Refining stocks’ market caps
In this series, we have discussed crude oil price trends, refined product price trends, and likely refining margin outlooks. We have also looked at the stock performance and analyst ratings of refining stocks. In this part, we will consider refining stocks’ forward valuations.
Before we proceed with peer comparison, let us consider the market capitalizations (or market caps) of American refiners. Phillips 66’s (PSX) market cap stands at ~$41 billion. This is higher than its peers Valero Energy (VLO) and Marathon Petroleum (MPC), which have market caps of ~$24 billion and ~$18 billion, respectively. Tesoro (TSO) has a lower market cap of ~$9 billion.
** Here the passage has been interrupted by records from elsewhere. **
// Licensed to the Apache Software Foundation (ASF) under one
// or more contributor license agreements.  See the NOTICE file
// distributed with this work for additional information
// regarding copyright ownership.  The ASF licenses this file
// to you under the Apache License, Version 2.0 (the
// "License"); you may not use this file except in compliance
// with the License.  You may obtain a copy of the License at
//
//   http://www.apache.org/licenses/LICENSE-2.0
//
// Unless required by applicable law or agreed to in writing,
// software distributed under the License is distributed on an
// "AS IS" BASIS, WITHOUT WARRANTIES OR CONDITIONS OF ANY
// KIND, either express or implied.  See the License for the
// specific language governing permissions and limitations
// under the License.

//! Join operators

use std::path::PathBuf;
use std::time::Duration;

pub use classic_hash_join::{ClassicHashJoin, InMemoryHashJoin};
pub use grace_hash_join::GraceHashJoin;
pub use merge_scanner::{Cursor, MergeScanner, ScanState};
pub use partitioner::{BucketHasher, PartitionCounts, Partitioner};
pub use sort_merge_join::SortMergeJoin;

mod classic_hash_join;
mod grace_hash_join;
mod merge_scanner;
mod partitioner;
mod sort_merge_join;

use crate::errors::{JoinError, JoinResult};
use crate::execution::config::JoinConfig;
use crate::execution::relation::Relation;

/// What a finished join did.
#[derive(Debug, Clone, Default, PartialEq, Eq)]
pub struct JoinSummary {
    pub output_path: PathBuf,
    /// Rows written to the output file.
    pub output_rows: u64,
    /// Bucket pairs handed to the classic hash join.
    pub buckets_joined: usize,
    /// Bucket pairs skipped because one side was empty.
    pub buckets_skipped: usize,
    /// Pages read by the merge scan, both sides together.
    pub pages_loaded: usize,
    /// Times the merge scan rewound the right side to a mark.
    pub mark_resets: usize,
    /// Partitioning (hash join) or sorting (sort-merge join).
    pub prepare_time: Duration,
    /// Per-bucket joins or the merge scan.
    pub join_time: Duration,
}

/// Checks that must pass before any scratch file is written.
pub(crate) fn validate_join_inputs(r: &Relation, s: &Relation, config: &JoinConfig) -> JoinResult<()> {
    config.validate()?;
    if r.name() == s.name() {
        return Err(JoinError::Config(format!(
            "both relations are named '{}'; scratch files in {} would collide",
            r.name(),
            config.work_dir.display()
        )));
    }
    Ok(())
}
Refining stocks’ valuations
Phillips 66 (PSX) is currently trading at a two-year forward PE (price-to-earnings ratio) of 11.4x, above its peer average of 8.4x. Western Refining (WNR), Northern Tier Energy (NTI), and Tesoro (TSO) are also trading above the average forward PE at 8.6x, 8.6x, and 9.9x, respectively.
Moving onto EV-to-EBITDA, MPC, TSO, NTI, and PSX are currently trading above the two-year forward EV-to-EBITDA peer average of 5.4x. Other refining sector stocks continue to trade below the peer average.
The valuations reveal that in larger peers, in terms of PE as well as EV-to-EBITDA, TSO and PSX are both trading above their peer averages. On the other hand, MPC and VLO are trading below their averages. For exposure to TSO, VLO, PSX, and MPC, you can consider the iShares US Energy ETF (IYE). The ETF has ~7% exposure to refining sector stocks.
Usually, everything else being equal, stocks trading lower than the peer average suggest likely undervaluation and an attractive entry point for investors. On the contrary, stocks trading above the peer average suggest likely overvaluation.
However, this needs to be further examined in conjunction with other financial parameters like balance sheet strength, future growth prospects, cash flow flexibility, and market positioning.